> Task goal
Output the line that contains "pub use error::MemDevError;", then every line beneath it through the end of the records, exactly as given and with no other lines.

[Records drawn from a dataset]
--------------------
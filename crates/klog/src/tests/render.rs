use crate::{LogEntry, LogLevel, format_log_entry};

fn entry(level: LogLevel, ts: usize, msg: &str) -> LogEntry {
    LogEntry::from_args(level, 2, 7, ts, format_args!("{}", msg))
}

#[test]
fn timestamp_is_rendered_as_seconds_and_micros() {
    let line = format_log_entry(&entry(LogLevel::Info, 12_000_345, "mymem: Device opened"));
    assert!(line.contains("[   12.000345]"), "{}", line);
    assert!(line.contains("cpu2/7: mymem: Device opened"), "{}", line);
}

#[test]
fn line_is_wrapped_in_level_colour() {
    let level = LogLevel::Alert;
    let line = format_log_entry(&entry(level, 0, "boom"));
    assert!(line.starts_with(level.color_code()));
    assert!(line.ends_with(level.reset_color_code()));
    assert!(line.contains(level.as_str()));
    assert!(line.contains("[    0.000000]"));
}
//! 日志条目
//!
//! 条目大小固定，消息就地格式化到内联缓冲区，不做堆分配。

use core::fmt::{self, Write};

use crate::config::MAX_LOG_MESSAGE_LENGTH;
use crate::level::LogLevel;

/// 一条日志记录
#[derive(Clone)]
pub struct LogEntry {
    level: LogLevel,
    cpu_id: usize,
    task_id: u32,
    timestamp: usize,
    len: usize,
    message: [u8; MAX_LOG_MESSAGE_LENGTH],
}

impl LogEntry {
    /// 由 `format_args!` 构造条目，超长消息在字符边界处截断
    pub fn from_args(
        level: LogLevel,
        cpu_id: usize,
        task_id: u32,
        timestamp: usize,
        args: fmt::Arguments,
    ) -> Self {
        let mut entry = Self {
            level,
            cpu_id,
            task_id,
            timestamp,
            len: 0,
            message: [0; MAX_LOG_MESSAGE_LENGTH],
        };
        let mut writer = MessageWriter {
            buf: &mut entry.message,
            len: 0,
        };
        // 截断时 write_str 返回 Err，此时已写入的部分仍然有效
        let _ = writer.write_fmt(args);
        entry.len = writer.len;
        entry
    }

    /// 日志级别
    pub fn level(&self) -> LogLevel {
        self.level
    }

    /// 产生日志的 CPU
    pub fn cpu_id(&self) -> usize {
        self.cpu_id
    }

    /// 产生日志的任务，0 表示无任务上下文
    pub fn task_id(&self) -> u32 {
        self.task_id
    }

    /// 时间戳
    pub fn timestamp(&self) -> usize {
        self.timestamp
    }

    /// 消息文本
    pub fn message(&self) -> &str {
        // MessageWriter 只在字符边界处截断
        core::str::from_utf8(&self.message[..self.len]).unwrap_or("")
    }
}

impl fmt::Debug for LogEntry {
    fn fmt(&self, f: &mut fmt::Formatter<'_>) -> fmt::Result {
        f.debug_struct("LogEntry")
            .field("level", &self.level)
            .field("cpu_id", &self.cpu_id)
            .field("task_id", &self.task_id)
            .field("timestamp", &self.timestamp)
            .field("message", &self.message())
            .finish()
    }
}

struct MessageWriter<'a> {
    buf: &'a mut [u8; MAX_LOG_MESSAGE_LENGTH],
    len: usize,
}

impl Write for MessageWriter<'_> {
    fn write_str(&mut self, s: &str) -> fmt::Result {
        let room = MAX_LOG_MESSAGE_LENGTH - self.len;
        if s.len() <= room {
            self.buf[self.len..self.len + s.len()].copy_from_slice(s.as_bytes());
            self.len += s.len();
            return Ok(());
        }
        let mut cut = room;
        while !s.is_char_boundary(cut) {
            cut -= 1;
        }
        self.buf[self.len..self.len + cut].copy_from_slice(&s.as_bytes()[..cut]);
        self.len += cut;
        Err(fmt::Error)
    }
}
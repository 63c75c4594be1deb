//! 设备配置常量

/// 设备节点名（`/dev/mymem`）
pub const DEVICE_NAME: &str = "mymem";

/// 设备类名
pub const CLASS_NAME: &str = "mymem";

/// 快照缓冲区容量（含结尾 NUL），报告最多 `SNAPSHOT_CAPACITY - 1` 字节
pub const SNAPSHOT_CAPACITY: usize = 4096;

/// 内存报告的路径
pub const MEMINFO_PATH: &str = "/proc/meminfo";

/// 设备实例的配置
///
/// [`Default`] 即内置常量；测试或需要多实例时可替换名称与容量。
#[derive(Debug, Clone, Copy, PartialEq, Eq)]
pub struct MemDevConfig {
    /// 设备节点名，同时用作 chrdev 注册名
    pub device_name: &'static str,
    /// 设备类名
    pub class_name: &'static str,
    /// 快照缓冲区容量
    pub snapshot_capacity: usize,
}

impl MemDevConfig {
    /// 默认配置
    pub const fn new() -> Self {
        Self {
            device_name: DEVICE_NAME,
            class_name: CLASS_NAME,
            snapshot_capacity: SNAPSHOT_CAPACITY,
        }
    }

    /// 快照中报告内容的最大长度
    pub const fn max_report_len(&self) -> usize {
        self.snapshot_capacity.saturating_sub(1)
    }
}

impl Default for MemDevConfig {
    fn default() -> Self {
        Self::new()
    }
}
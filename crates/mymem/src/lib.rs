//! `/dev/mymem` 内存信息字符设备
//!
//! 读取设备得到 `/proc/meminfo` 的一份快照，写入的内容被丢弃。
//!
//! - [`MemDevice`] - 加载/卸载（chrdev + 设备类 + 设备节点）
//! - [`MemDevOps`] - open/release/read/write
//! - [`ReportSource`] - 内存报告数据源，默认为 [`ProcMeminfo`]
//! - [`init`] / [`exit`] - 全局实例入口
//!
//! 每个打开的句柄只返回一次数据：首次读取后的读取均返回 0。
//! 快照超过 [`SNAPSHOT_CAPACITY`]` - 1` 字节的部分被截断。

#![no_std]

extern crate alloc;

pub mod config;
pub mod driver;
pub mod error;
pub mod lifecycle;
pub mod snapshot;
pub mod source;

pub use config::{CLASS_NAME, DEVICE_NAME, MEMINFO_PATH, MemDevConfig, SNAPSHOT_CAPACITY};
pub use driver::MemDevOps;
pub use error::MemDevError;
pub use lifecycle::{MemDevice, exit, init, is_loaded};
pub use snapshot::Snapshot;
pub use source::{ProcMeminfo, ReportSource};
//! ProcFS - 内核信息伪文件系统
//!
//! 该模块提供了一个与 **Linux /proc 兼容的虚拟文件系统**，目前导出 `/proc/meminfo`。

pub mod generators;
pub mod inode;
pub mod proc;

pub use generators::MeminfoGenerator;
pub use inode::{ContentGenerator, ProcInode};
pub use proc::{PROC_MOUNT_POINT, ProcFS, mount_procfs, mounted_procfs, umount_procfs};
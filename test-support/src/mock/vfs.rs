//! VFS 相关操作的 Mock 实现
//!
//! 注意：这里不直接依赖 `vfs` crate（避免循环依赖）。
//! `vfs` crate 在 `cfg(test)` 下为这些类型实现其 trait（例如 `VfsOps`）。

use core::sync::atomic::{AtomicUsize, Ordering};

/// 模拟的用户地址空间上界（Sv48 / x86_64 的低半区）
pub const MOCK_USER_END: usize = 0x0000_8000_0000_0000;

/// Mock 的 VFS 操作
///
/// 低半区地址视为用户空间；宿主机测试中的堆/栈地址都落在此范围内，
/// 高半区地址用于构造 `EFAULT`。
pub struct MockVfsOps {
    /// 当前处于用户访问模式的嵌套层数
    pub user_access_depth: AtomicUsize,
}

impl MockVfsOps {
    pub const fn new() -> Self {
        Self {
            user_access_depth: AtomicUsize::new(0),
        }
    }

    pub fn access_ok(&self, addr: usize, len: usize) -> bool {
        match addr.checked_add(len) {
            Some(end) => end <= MOCK_USER_END,
            None => false,
        }
    }

    pub fn enter_user_access(&self) {
        self.user_access_depth.fetch_add(1, Ordering::SeqCst);
    }

    pub fn exit_user_access(&self) {
        self.user_access_depth.fetch_sub(1, Ordering::SeqCst);
    }
}

/// 全局 Mock 实例
pub static MOCK_VFS_OPS: MockVfsOps = MockVfsOps::new();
--------------------
> Written reply
pub use error::MemDevError;
pub use lifecycle::{MemDevice, exit, init, is_loaded};
pub use snapshot::Snapshot;
pub use source::{ProcMeminfo, ReportSource};
//! ProcFS - 内核信息伪文件系统
//!
//! 该模块提供了一个与 **Linux /proc 兼容的虚拟文件系统**，目前导出 `/proc/meminfo`。

pub mod generators;
pub mod inode;
pub mod proc;

pub use generators::MeminfoGenerator;
pub use inode::{ContentGenerator, ProcInode};
pub use proc::{PROC_MOUNT_POINT, ProcFS, mount_procfs, mounted_procfs, umount_procfs};
filename test-support/src/mock/vfs.rs
//! VFS 相关操作的 Mock 实现
//!
//! 注意：这里不直接依赖 `vfs` crate（避免循环依赖）。
//! `vfs` crate 在 `cfg(test)` 下为这些类型实现其 trait（例如 `VfsOps`）。

use core::sync::atomic::{AtomicUsize, Ordering};

/// 模拟的用户地址空间上界（Sv48 / x86_64 的低半区）
pub const MOCK_USER_END: usize = 0x0000_8000_0000_0000;

/// Mock 的 VFS 操作
///
/// 低半区地址视为用户空间；宿主机测试中的堆/栈地址都落在此范围内，
/// 高半区地址用于构造 `EFAULT`。
pub struct MockVfsOps {
    /// 当前处于用户访问模式的嵌套层数
    pub user_access_depth: AtomicUsize,
}

impl MockVfsOps {
    pub const fn new() -> Self {
        Self {
            user_access_depth: AtomicUsize::new(0),
        }
    }

    pub fn access_ok(&self, addr: usize, len: usize) -> bool {
        match addr.checked_add(len) {
            Some(end) => end <= MOCK_USER_END,
            None => false,
        }
    }

    pub fn enter_user_access(&self) {
        self.user_access_depth.fetch_add(1, Ordering::SeqCst);
    }

    pub fn exit_user_access(&self) {
        self.user_access_depth.fetch_sub(1, Ordering::SeqCst);
    }
}

/// 全局 Mock 实例
pub static MOCK_VFS_OPS: MockVfsOps = MockVfsOps::new();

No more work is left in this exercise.